ABOUT THIS EXERCISE - Lines from the beginning of the entries up to and including the one with "async fn load(&self) -> Result<Option<BatchProgress>>;" must be duplicated word for word; leave out all others.

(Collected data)

•••

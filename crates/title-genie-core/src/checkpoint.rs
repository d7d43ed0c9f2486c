//! Durable batch cursor.
//!
//! The orchestrator saves [`BatchProgress`] after every row so an interrupted
//! run can resume. Results and the processed set travel together in one
//! value, so a restored checkpoint is always self-consistent.

use std::sync::Mutex;

use anyhow::Result;
use async_trait::async_trait;

use crate::models::BatchProgress;

#[async_trait]
pub trait CheckpointStore: Send + Sync {
    async fn load(&self) -> Result<Option<BatchProgress>>;
    async fn save(&self, progress: &BatchProgress) -> Result<()>;
    async fn clear(&self) -> Result<()>;
}

/// Keeps the last saved checkpoint in memory.
#[derive(Default)]
pub struct InMemoryCheckpoint {
    slot: Mutex<Option<BatchProgress>>,
}

impl InMemoryCheckpoint {
    pub fn new() -> Self {
        Self::default()
    }

    /// Number of saved rows in the stored checkpoint, if any.
    pub fn saved_rows(&self) -> Option<usize> {
        self.slot
            .lock()
            .ok()
            .and_then(|s| s.as_ref().map(BatchProgress::processed_count))
    }
}

#[async_trait]
impl CheckpointStore for InMemoryCheckpoint {
    async fn load(&self) -> Result<Option<BatchProgress>> {
        let slot = self
            .slot
            .lock()
            .map_err(|_| anyhow::anyhow!("checkpoint lock poisoned"))?;
        Ok(slot.clone())
    }

    async fn save(&self, progress: &BatchProgress) -> Result<()> {
        let mut slot = self
            .slot
            .lock()
            .map_err(|_| anyhow::anyhow!("checkpoint lock poisoned"))?;
        *slot = Some(progress.clone());
        Ok(())
    }

    async fn clear(&self) -> Result<()> {
        let mut slot = self
            .slot
            .lock()
            .map_err(|_| anyhow::anyhow!("checkpoint lock poisoned"))?;
        *slot = None;
        Ok(())
    }
}
//! Candidate extraction and per-candidate checks.
//!
//! - [`parse_candidates`] splits a generation response into title lines.
//! - [`enforce_brand`] prepends the brand when a candidate omits it.
//! - [`check_duplication`] compares a candidate against titles already
//!   accepted for the same row.

use once_cell::sync::Lazy;
use regex::Regex;

use crate::models::CandidateTitle;
use crate::similarity::similarity;

/// Candidates shorter than this (after ordinal stripping) are not real titles.
pub const MIN_CANDIDATE_CHARS: usize = 10;

static ORDINAL_RE: Lazy<Regex> =
    Lazy::new(|| Regex::new(r"^\d+\.?\s*").expect("ordinal pattern is valid"));

/// Split a response into candidate lines, dropping blank lines and a leading
/// ordinal marker such as `"1."` or `"2 "`.
pub fn parse_candidates(response: &str) -> Vec<String> {
    response
        .lines()
        .map(str::trim)
        .filter(|line| !line.is_empty())
        .map(|line| ORDINAL_RE.replace(line, "").into_owned())
        .filter(|title| !title.is_empty())
        .collect()
}

/// Ensure the brand appears in the title (case-insensitive substring).
///
/// Returns the possibly rewritten title and whether the brand was prepended.
pub fn enforce_brand(title: &str, brand: &str) -> (String, bool) {
    let brand = brand.trim();
    if brand.is_empty() || title.to_lowercase().contains(&brand.to_lowercase()) {
        return (title.to_string(), false);
    }
    (format!("{} {}", brand, title), true)
}

/// Outcome of a batch-local duplicate check.
#[derive(Debug, Clone, Copy, PartialEq)]
pub struct DuplicateCheck {
    pub is_duplicate: bool,
    /// Highest similarity seen, `0.0` when nothing was compared.
    pub score: f64,
}

/// Compare a candidate against the titles already accepted for its row.
pub fn check_duplication(
    candidate: &CandidateTitle,
    accepted: &[CandidateTitle],
    threshold: f64,
) -> DuplicateCheck {
    let score = accepted
        .iter()
        .map(|existing| similarity(candidate.lower(), existing.lower()))
        .fold(0.0_f64, f64::max);
    DuplicateCheck {
        is_duplicate: score > threshold,
        score,
    }
}

#[cfg(test)]
mod tests {
    use super::*;

    #[test]
    fn parses_numbered_list() {
        let titles = parse_candidates("1. Title One\n2. Title Two\n3. Title Three");
        assert_eq!(titles, vec!["Title One", "Title Two", "Title Three"]);
    }

    #[test]
    fn parse_skips_blank_lines_and_unnumbered_prefixes() {
        let titles = parse_candidates("\n  12 Smart Scanner  \n\n3.\nPlain line\r\n");
        assert_eq!(titles, vec!["Smart Scanner", "Plain line"]);
    }

    #[test]
    fn error_text_yields_no_title_sized_candidates() {
        let titles = parse_candidates("Error: API Key is missing.");
        assert_eq!(titles.len(), 1);
        // It survives parsing but is filtered downstream by normal checks.
        assert!(titles[0].starts_with("Error"));
    }

    #[test]
    fn brand_is_prepended_when_missing() {
        let (t, fixed) = enforce_brand("Wireless Earbuds Blue", "TechNova");
        assert_eq!(t, "TechNova Wireless Earbuds Blue");
        assert!(fixed);
    }

    #[test]
    fn brand_check_is_case_insensitive() {
        let (t, fixed) = enforce_brand("technova Wireless Earbuds", "TechNova");
        assert_eq!(t, "technova Wireless Earbuds");
        assert!(!fixed);
        let (t, fixed) = enforce_brand("Anything", "  ");
        assert_eq!(t, "Anything");
        assert!(!fixed);
    }

    #[test]
    fn identical_titles_are_duplicates() {
        let accepted = vec![
            CandidateTitle::new("TechNova Wireless Earbuds"),
            CandidateTitle::new("Some Other Title"),
        ];
        let check = check_duplication(&CandidateTitle::new("TechNova Wireless Earbuds"), &accepted, 0.8);
        assert!(check.is_duplicate);
        assert_eq!(check.score, 1.0);
    }

    #[test]
    fn nothing_accepted_is_never_duplicate() {
        let check = check_duplication(&CandidateTitle::new("Anything At All"), &[], 0.8);
        assert!(!check.is_duplicate);
        assert_eq!(check.score, 0.0);
    }
}
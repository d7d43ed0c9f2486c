//! Batch progress reporting for `genie run`.
//!
//! Progress is emitted on **stderr** so stdout remains parseable for scripts.

use std::io::Write;

use title_genie_core::progress::{BatchProgressEvent, BatchProgressReporter, NoProgress};

/// Human-friendly progress on stderr: "row 12  done  1,204 / 5,000 rows  (3 titles)".
pub struct StderrProgress;

impl BatchProgressReporter for StderrProgress {
    fn report(&self, event: BatchProgressEvent) {
        let line = match &event {
            BatchProgressEvent::RowStarted { row, done, total } => format!(
                "row {}  generating  {} / {} rows\n",
                format_number(*row as u64),
                format_number(*done as u64),
                format_number(*total as u64)
            ),
            BatchProgressEvent::RowFinished {
                row,
                accepted,
                done,
                total,
            } => format!(
                "row {}  done  {} / {} rows  ({} titles)\n",
                format_number(*row as u64),
                format_number(*done as u64),
                format_number(*total as u64),
                accepted
            ),
            BatchProgressEvent::RowFailed { row, reason, .. } => {
                format!("row {}  failed  {}\n", format_number(*row as u64), reason)
            }
        };
        let mut err = std::io::stderr().lock();
        let _ = err.write_all(line.as_bytes());
        let _ = err.flush();
    }
}

/// Machine-readable progress: one JSON object per line on stderr.
pub struct JsonProgress;

impl BatchProgressReporter for JsonProgress {
    fn report(&self, event: BatchProgressEvent) {
        let obj = match &event {
            BatchProgressEvent::RowStarted { row, done, total } => serde_json::json!({
                "event": "row_started",
                "row": row,
                "done": done,
                "total": total
            }),
            BatchProgressEvent::RowFinished {
                row,
                accepted,
                done,
                total,
            } => serde_json::json!({
                "event": "row_finished",
                "row": row,
                "accepted": accepted,
                "done": done,
                "total": total
            }),
            BatchProgressEvent::RowFailed {
                row,
                reason,
                done,
                total,
            } => serde_json::json!({
                "event": "row_failed",
                "row": row,
                "reason": reason,
                "done": done,
                "total": total
            }),
        };
        if let Ok(line) = serde_json::to_string(&obj) {
            let mut err = std::io::stderr().lock();
            let _ = writeln!(err, "{}", line);
            let _ = err.flush();
        }
    }
}

pub fn format_number(n: u64) -> String {
    let s = n.to_string();
    let mut result = String::with_capacity(s.len() + s.len() / 3);
    for (i, c) in s.chars().enumerate() {
        if i > 0 && (s.len() - i) % 3 == 0 {
            result.push(',');
        }
        result.push(c);
    }
    result
}

/// Progress mode for the CLI: off, human (stderr), or JSON (stderr).
#[derive(Clone, Copy, Debug, Eq, PartialEq, clap::ValueEnum)]
pub enum ProgressMode {
    Off,
    Human,
    Json,
}

impl ProgressMode {
    /// Default: human progress when stderr is a TTY, otherwise off.
    pub fn default_for_tty() -> Self {
        if atty::is(atty::Stream::Stderr) {
            ProgressMode::Human
        } else {
            ProgressMode::Off
        }
    }

    pub fn reporter(&self) -> Box<dyn BatchProgressReporter> {
        match self {
            ProgressMode::Off => Box::new(NoProgress),
            ProgressMode::Human => Box::new(StderrProgress),
            ProgressMode::Json => Box::new(JsonProgress),
        }
    }
}
//! Batch orchestration.
//!
//! Rows are processed strictly in order. Each pending row goes through:
//!
//! ```text
//! compose prompt ─▶ generate ─▶ parse lines ─▶ drop short ─▶ normalize
//!   ─▶ enforce brand ─▶ row dedup ─▶ history check ─▶ score ─▶ refine
//!   ─▶ result record + history insert
//! ```
//!
//! After a row its index is marked processed, the history is persisted and
//! the checkpoint saved. Titles accepted for a row are inserted into the
//! history before the next candidate is checked, so later candidates and
//! later rows see them.
//!
//! Cancellation is observed only between rows.

use std::sync::atomic::{AtomicBool, Ordering};

use crate::checkpoint::CheckpointStore;
use crate::error::{ConfigError, RowError};
use crate::generate::{error_text, TextGenerator};
use crate::history::HistoryStore;
use crate::models::{BatchProgress, CandidateTitle, ProductRow, ResultRecord, RowSet};
use crate::normalize::normalize;
use crate::progress::{BatchProgressEvent, BatchProgressReporter, NoProgress};
use crate::prompt::{compose, with_title_request, PromptOptions};
use crate::refine::{refine, Keywords};
use crate::settings::RunSettings;
use crate::validate::{check_duplication, enforce_brand, parse_candidates, MIN_CANDIDATE_CHARS};

static NO_PROGRESS: NoProgress = NoProgress;

/// Counters for one invocation of [`BatchOrchestrator::run`].
#[derive(Debug, Clone, Default, PartialEq, Eq)]
pub struct BatchSummary {
    pub rows_processed: usize,
    pub rows_failed: usize,
    /// Rows already processed by an earlier run.
    pub rows_skipped: usize,
    pub titles_accepted: usize,
    pub rejected_short: usize,
    /// Candidates rejected by row-local dedup or as near-identical history repeats.
    pub rejected_duplicates: usize,
    pub self_corrected: usize,
    pub cancelled: bool,
}

#[derive(Debug, Default)]
struct RowOutcome {
    records: Vec<ResultRecord>,
    rejected_short: usize,
    rejected_duplicates: usize,
    self_corrected: usize,
}

/// The full prompt sent for a row, including the numbered-list request.
pub fn row_prompt(row: &ProductRow, settings: &RunSettings) -> String {
    let options = PromptOptions::from_settings(settings);
    with_title_request(&compose(row, &options), settings.titles_per_row)
}

/// Drives a batch over a [`RowSet`], owning the history for the run.
pub struct BatchOrchestrator<'a> {
    generator: &'a dyn TextGenerator,
    history: &'a mut HistoryStore,
    settings: RunSettings,
    checkpoint: Option<&'a dyn CheckpointStore>,
    reporter: &'a dyn BatchProgressReporter,
    cancel: Option<&'a AtomicBool>,
}

impl<'a> BatchOrchestrator<'a> {
    pub fn new(
        generator: &'a dyn TextGenerator,
        history: &'a mut HistoryStore,
        settings: RunSettings,
    ) -> Self {
        Self {
            generator,
            history,
            settings,
            checkpoint: None,
            reporter: &NO_PROGRESS,
            cancel: None,
        }
    }

    /// Save progress to `store` after every row.
    pub fn with_checkpoint(mut self, store: &'a dyn CheckpointStore) -> Self {
        self.checkpoint = Some(store);
        self
    }

    pub fn with_reporter(mut self, reporter: &'a dyn BatchProgressReporter) -> Self {
        self.reporter = reporter;
        self
    }

    /// Stop before the next row once `flag` is set.
    pub fn with_cancel(mut self, flag: &'a AtomicBool) -> Self {
        self.cancel = Some(flag);
        self
    }

    pub fn settings(&self) -> &RunSettings {
        &self.settings
    }

    /// Process every row of `rows` not yet in `progress`.
    ///
    /// Configuration problems are reported before any row runs. A row with
    /// malformed data is left pending and the batch continues.
    pub async fn run(
        &mut self,
        rows: &RowSet,
        progress: &mut BatchProgress,
    ) -> Result<BatchSummary, ConfigError> {
        self.settings.validate(&rows.columns)?;
        if progress.total_rows() != rows.len() {
            return Err(ConfigError::ProgressMismatch {
                progress: progress.total_rows(),
                input: rows.len(),
            });
        }
        progress.sanitize();

        let total = rows.len();
        let mut summary = BatchSummary {
            rows_skipped: progress.processed_count(),
            ..BatchSummary::default()
        };
        tracing::info!(
            total,
            pending = total - summary.rows_skipped,
            model = self.generator.model_name(),
            mode = %self.settings.mode,
            "starting batch"
        );

        let pending: Vec<usize> = progress.pending().collect();
        for index in pending {
            if self.cancel.is_some_and(|c| c.load(Ordering::SeqCst)) {
                tracing::info!(row = index + 1, "batch cancelled at row boundary");
                summary.cancelled = true;
                break;
            }

            let row = &rows.rows[index];
            self.reporter.report(BatchProgressEvent::RowStarted {
                row: index + 1,
                done: progress.processed_count(),
                total,
            });

            match self.process_row(index, row).await {
                Ok(outcome) => {
                    let accepted = outcome.records.len();
                    summary.rows_processed += 1;
                    summary.titles_accepted += accepted;
                    summary.rejected_short += outcome.rejected_short;
                    summary.rejected_duplicates += outcome.rejected_duplicates;
                    summary.self_corrected += outcome.self_corrected;

                    progress.record_row(index, outcome.records);
                    self.history.persist().await;
                    self.save_checkpoint(progress).await;

                    tracing::info!(row = index + 1, accepted, "row finished");
                    self.reporter.report(BatchProgressEvent::RowFinished {
                        row: index + 1,
                        accepted,
                        done: progress.processed_count(),
                        total,
                    });
                }
                Err(e) => {
                    summary.rows_failed += 1;
                    tracing::warn!("{}; row left pending", e);
                    self.reporter.report(BatchProgressEvent::RowFailed {
                        row: index + 1,
                        reason: e.to_string(),
                        done: progress.processed_count(),
                        total,
                    });
                }
            }
        }

        tracing::info!(
            processed = summary.rows_processed,
            failed = summary.rows_failed,
            accepted = summary.titles_accepted,
            "batch finished"
        );
        Ok(summary)
    }

    async fn save_checkpoint(&self, progress: &BatchProgress) {
        if let Some(store) = self.checkpoint {
            if let Err(e) = store.save(progress).await {
                tracing::warn!("checkpoint not saved: {:#}", e);
            }
        }
    }

    async fn process_row(&mut self, index: usize, row: &ProductRow) -> Result<RowOutcome, RowError> {
        row.validate(index)?;
        let row_number = index + 1;
        let product_id = format!("Row-{}", row_number);
        let keywords = Keywords {
            brand: row.brand(),
            main_keyword: row.main_keyword(),
            core_keyword: row.core_keyword(),
        };
        let thresholds = self.settings.thresholds;

        let prompt = row_prompt(row, &self.settings);
        let response = match self.generator.generate(&prompt).await {
            Ok(text) => text,
            Err(e) => {
                tracing::warn!(row = row_number, "generation failed: {:#}", e);
                error_text(&e)
            }
        };

        let mut outcome = RowOutcome::default();
        let mut accepted: Vec<CandidateTitle> = Vec::new();

        for raw in parse_candidates(&response) {
            if raw.chars().count() < MIN_CANDIDATE_CHARS {
                tracing::debug!(row = row_number, line = %raw, "dropped short line");
                outcome.rejected_short += 1;
                continue;
            }

            let cleaned = normalize(&raw);
            let (title, brand_fixed) = enforce_brand(&cleaned, keywords.brand);
            let candidate = CandidateTitle::new(title);

            let dup = check_duplication(&candidate, &accepted, thresholds.batch_threshold);
            if dup.is_duplicate {
                tracing::debug!(row = row_number, score = dup.score, title = candidate.as_str(), "row duplicate");
                outcome.rejected_duplicates += 1;
                continue;
            }

            let seen = self
                .history
                .check_similarity(candidate.as_str(), thresholds.history_threshold);
            if seen.best_score > thresholds.history_reject_threshold {
                tracing::debug!(
                    row = row_number,
                    score = seen.best_score,
                    previous = seen.best_title.as_deref().unwrap_or(""),
                    "history repeat"
                );
                outcome.rejected_duplicates += 1;
                continue;
            }
            let history_note = seen
                .is_match
                .then(|| format!("history similarity {:.0}%", seen.best_score * 100.0));

            accepted.push(candidate.clone());

            let initial = keywords.score(candidate.as_str());
            let initial_score = initial.score;
            let refined = refine(candidate.into_string(), initial, keywords, self.generator).await;

            let mut notes = refined.score.reasons.clone();
            if brand_fixed {
                notes.push("brand prepended".to_string());
            }
            if refined.improved {
                outcome.self_corrected += 1;
                notes.push(format!("self-corrected from {}", initial_score));
            }
            if let Some(note) = history_note {
                notes.push(note);
            }

            self.history.add(&refined.title, keywords.brand, &product_id);
            outcome.records.push(ResultRecord {
                row_number,
                brand: keywords.brand.to_string(),
                main_keyword: keywords.main_keyword.to_string(),
                core_keyword: keywords.core_keyword.to_string(),
                title: refined.title,
                seo_score: refined.score.score,
                notes: notes.join(", "),
            });
        }

        Ok(outcome)
    }
}
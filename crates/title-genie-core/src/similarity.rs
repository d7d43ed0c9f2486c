//! Sequence-matching similarity ratio.
//!
//! Implements the gestalt pattern-matching ratio: recursively find the
//! longest matching block, then match the regions on either side of it.
//! The ratio is `2 * matched / (len(a) + len(b))`.
//!
//! Callers pass lowercase text. Inputs are put into a canonical order before
//! matching, so `similarity(a, b) == similarity(b, a)` holds exactly even
//! where tie-breaking between equally long blocks would otherwise differ.

use std::collections::HashMap;

/// Sequences at least this long drop "popular" characters from the index.
const POPULAR_MIN_LEN: usize = 200;

/// Similarity ratio in `[0.0, 1.0]`. Two empty strings are identical (1.0).
pub fn similarity(a: &str, b: &str) -> f64 {
    if a == b {
        return 1.0;
    }
    let (a, b) = if (a.len(), a) <= (b.len(), b) {
        (a, b)
    } else {
        (b, a)
    };
    let a: Vec<char> = a.chars().collect();
    let b: Vec<char> = b.chars().collect();
    let total = a.len() + b.len();
    if total == 0 {
        return 1.0;
    }
    let matched = Matcher::new(&a, &b).matched_len();
    2.0 * matched as f64 / total as f64
}

struct Matcher<'a> {
    a: &'a [char],
    b: &'a [char],
    /// Positions of each character in `b`, ascending.
    b2j: HashMap<char, Vec<usize>>,
}

impl<'a> Matcher<'a> {
    fn new(a: &'a [char], b: &'a [char]) -> Self {
        let mut b2j: HashMap<char, Vec<usize>> = HashMap::new();
        for (j, c) in b.iter().enumerate() {
            b2j.entry(*c).or_default().push(j);
        }
        if b.len() >= POPULAR_MIN_LEN {
            let limit = b.len() / 100 + 1;
            b2j.retain(|_, positions| positions.len() <= limit);
        }
        Self { a, b, b2j }
    }

    /// Longest block `a[i..i+k] == b[j..j+k]` within the given bounds.
    /// Ties go to the earliest `i`, then the earliest `j`.
    fn longest_match(&self, alo: usize, ahi: usize, blo: usize, bhi: usize) -> (usize, usize, usize) {
        let (mut best_i, mut best_j, mut best_k) = (alo, blo, 0usize);
        let mut run_len: HashMap<usize, usize> = HashMap::new();

        for i in alo..ahi {
            let mut next_run: HashMap<usize, usize> = HashMap::new();
            if let Some(positions) = self.b2j.get(&self.a[i]) {
                for &j in positions {
                    if j < blo {
                        continue;
                    }
                    if j >= bhi {
                        break;
                    }
                    let k = j
                        .checked_sub(1)
                        .and_then(|prev| run_len.get(&prev))
                        .copied()
                        .unwrap_or(0)
                        + 1;
                    next_run.insert(j, k);
                    if k > best_k {
                        best_i = i + 1 - k;
                        best_j = j + 1 - k;
                        best_k = k;
                    }
                }
            }
            run_len = next_run;
        }

        // Popular characters are absent from the index; grow the block over them.
        while best_i > alo && best_j > blo && self.a[best_i - 1] == self.b[best_j - 1] {
            best_i -= 1;
            best_j -= 1;
            best_k += 1;
        }
        while best_i + best_k < ahi
            && best_j + best_k < bhi
            && self.a[best_i + best_k] == self.b[best_j + best_k]
        {
            best_k += 1;
        }

        (best_i, best_j, best_k)
    }

    /// Total length of all matching blocks.
    fn matched_len(&self) -> usize {
        let mut total = 0;
        let mut queue = vec![(0, self.a.len(), 0, self.b.len())];
        while let Some((alo, ahi, blo, bhi)) = queue.pop() {
            let (i, j, k) = self.longest_match(alo, ahi, blo, bhi);
            if k == 0 {
                continue;
            }
            total += k;
            if alo < i && blo < j {
                queue.push((alo, i, blo, j));
            }
            if i + k < ahi && j + k < bhi {
                queue.push((i + k, ahi, j + k, bhi));
            }
        }
        total
    }
}
//! Error types for the generation pipeline.
//!
//! [`ConfigError`] is fatal to a batch and is reported before any row runs.
//! [`RowError`] affects a single row, which stays unprocessed so a later
//! resume retries it.

use thiserror::Error;

/// Configuration problems that stop a batch before it starts.
#[derive(Error, Debug, Clone, PartialEq)]
pub enum ConfigError {
    #[error("missing mandatory columns: {}", .0.join(", "))]
    MissingColumns(Vec<String>),

    #[error("titles per row must be between 1 and 10, got {0}")]
    TitlesPerRow(usize),

    #[error("at most 2 starred fields may be configured, got {0}")]
    TooManyStarred(usize),

    #[error("starred field '{0}' is not a column of the input")]
    UnknownStarredField(String),

    #[error("dedup threshold {name} must be within [0, 1], got {value}")]
    Threshold { name: &'static str, value: f64 },

    #[error("history_threshold ({warn}) must not exceed history_reject_threshold ({reject})")]
    ThresholdOrder { warn: f64, reject: f64 },

    #[error("saved progress covers {progress} rows but the input has {input}")]
    ProgressMismatch { progress: usize, input: usize },

    #[error("missing credentials: {0}")]
    MissingCredentials(String),
}

/// Malformed data in a single row.
#[derive(Error, Debug, Clone, PartialEq, Eq)]
pub enum RowError {
    #[error("row {row}: mandatory field '{column}' is empty")]
    MissingField { row: usize, column: &'static str },
}
//! # Title Genie CLI (`genie`)
//!
//! ## Usage
//!
//! ```bash
//! genie --config ./config/genie.toml <command>
//! ```
//!
//! ## Commands
//!
//! | Command | Description |
//! |---------|-------------|
//! | `genie init` | Create the SQLite database and schema |
//! | `genie run <input> --output <file>` | Generate titles for every pending row |
//! | `genie status <input>` | Show stored progress for an input file |
//! | `genie reset <input>` | Delete stored progress for an input file |
//! | `genie analyze <report>` | Extract high-CTR keywords from a performance export |
//! | `genie history stats` | Count stored titles |
//! | `genie history clear` | Remove every stored title |
//! | `genie history import <csv>` | Add titles from a CSV column |
//!
//! ## Examples
//!
//! ```bash
//! # Strict structure, three titles per product, brand forced to the end
//! genie run products.csv --output titles.csv --mode strict --titles 3 --position brand=end
//!
//! # Feed last quarter's CTR winners into the prompt
//! genie run products.csv --output titles.csv --performance q3_report.csv
//! ```

use clap::{Parser, Subcommand};
use std::path::PathBuf;
use std::sync::atomic::{AtomicBool, Ordering};
use std::sync::Arc;
use tracing_subscriber::EnvFilter;

use title_genie::config;
use title_genie::history_cmd;
use title_genie::migrate;
use title_genie::progress::ProgressMode;
use title_genie::run::{self, RunOptions};
use title_genie_core::models::{GenerationMode, KeywordPosition, Slot};

/// Title Genie: batch marketplace title generation with deduplication,
/// SEO scoring, and self-correction.
#[derive(Parser)]
#[command(name = "genie", version, about)]
struct Cli {
    /// Path to configuration file (TOML).
    ///
    /// Defaults to `./config/genie.toml`. See `config/genie.example.toml`.
    #[arg(long, global = true, default_value = "./config/genie.toml")]
    config: PathBuf,

    #[command(subcommand)]
    command: Commands,
}

#[derive(Subcommand)]
enum Commands {
    /// Initialize the database schema. Safe to run more than once.
    Init,

    /// Generate titles for an input CSV, resuming any stored progress.
    Run {
        /// Input CSV with Brand, Main Keyword and Core Keyword columns.
        input: PathBuf,

        /// Result CSV to write.
        #[arg(long, short)]
        output: PathBuf,

        /// Prompt strategy: strict or marketing.
        #[arg(long, value_parser = parse_mode)]
        mode: Option<GenerationMode>,

        /// Titles to request per row (1-10).
        #[arg(long)]
        titles: Option<usize>,

        /// Column whose content must survive into the title (repeatable, at most 2).
        #[arg(long = "star")]
        star: Vec<String>,

        /// Keyword placement, e.g. `brand=front` or `core_keyword=end` (repeatable).
        #[arg(long = "position", value_parser = run::parse_position)]
        position: Vec<(Slot, KeywordPosition)>,

        /// Performance export whose high-CTR keywords are added to every prompt.
        #[arg(long)]
        performance: Option<PathBuf>,

        /// Discard stored progress and start over.
        #[arg(long)]
        fresh: bool,

        /// Print the prompt for the first pending row and exit.
        #[arg(long)]
        dry_run: bool,

        /// Progress output on stderr. Defaults to human on a TTY, otherwise off.
        #[arg(long, value_enum)]
        progress: Option<ProgressMode>,
    },

    /// Show stored progress for an input file.
    Status { input: PathBuf },

    /// Delete stored progress for an input file.
    Reset { input: PathBuf },

    /// Print the high-CTR keyword summary for a performance export.
    Analyze { report: PathBuf },

    /// Inspect or edit the title history.
    History {
        #[command(subcommand)]
        action: HistoryAction,
    },
}

#[derive(Subcommand)]
enum HistoryAction {
    /// Number of stored titles and the backend in use.
    Stats,
    /// Remove every stored title.
    Clear,
    /// Add titles from a CSV column.
    Import {
        file: PathBuf,
        /// Column holding the titles; common title headers are tried when absent.
        #[arg(long, default_value = "title")]
        column: String,
    },
}

fn parse_mode(s: &str) -> Result<GenerationMode, String> {
    s.parse()
}

fn init_tracing() {
    let filter = EnvFilter::try_from_default_env()
        .unwrap_or_else(|_| EnvFilter::new("title_genie=info,title_genie_core=info"));
    tracing_subscriber::fmt()
        .with_env_filter(filter)
        .with_writer(std::io::stderr)
        .with_target(false)
        .init();
}

#[tokio::main]
async fn main() -> anyhow::Result<()> {
    let cli = Cli::parse();
    init_tracing();

    // Commands that don't require config
    if let Commands::Analyze { report } = &cli.command {
        println!("{}", title_genie::analyzer::analyze_performance(report)?);
        return Ok(());
    }

    let cfg = config::load_config(&cli.config)?;

    match cli.command {
        Commands::Init => {
            migrate::run_migrations(&cfg).await?;
            println!("Database initialized successfully.");
        }
        Commands::Run {
            input,
            output,
            mode,
            titles,
            star,
            position,
            performance,
            fresh,
            dry_run,
            progress,
        } => {
            let opts = RunOptions {
                input,
                output,
                mode,
                titles,
                starred: star,
                positions: position,
                performance,
                fresh,
                dry_run,
                progress: progress.unwrap_or_else(ProgressMode::default_for_tty),
            };

            let cancel = Arc::new(AtomicBool::new(false));
            let flag = cancel.clone();
            tokio::spawn(async move {
                if tokio::signal::ctrl_c().await.is_ok() {
                    tracing::warn!("interrupt received, stopping after the current row");
                    flag.store(true, Ordering::SeqCst);
                }
            });

            if let Some(summary) = run::run_batch(&cfg, &opts, &cancel).await? {
                run::print_summary(&summary);
            }
        }
        Commands::Status { input } => run::run_status(&cfg, &input).await?,
        Commands::Reset { input } => run::run_reset(&cfg, &input).await?,
        Commands::Analyze { .. } => {}
        Commands::History { action } => match action {
            HistoryAction::Stats => history_cmd::run_stats(&cfg).await?,
            HistoryAction::Clear => history_cmd::run_clear(&cfg).await?,
            HistoryAction::Import { file, column } => {
                history_cmd::run_import(&cfg, &file, &column).await?
            }
        },
    }

    Ok(())
}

•••

ANSWER BOX -
filename crates/title-genie-core/src/checkpoint.rs
repository d7d43ed0c9f2486c
//! Durable batch cursor.
//!
//! The orchestrator saves [`BatchProgress`] after every row so an interrupted
//! run can resume. Results and the processed set travel together in one
//! value, so a restored checkpoint is always self-consistent.

use std::sync::Mutex;

use anyhow::Result;
use async_trait::async_trait;

use crate::models::BatchProgress;

#[async_trait]
pub trait CheckpointStore: Send + Sync {
    async fn load(&self) -> Result<Option<BatchProgress>>;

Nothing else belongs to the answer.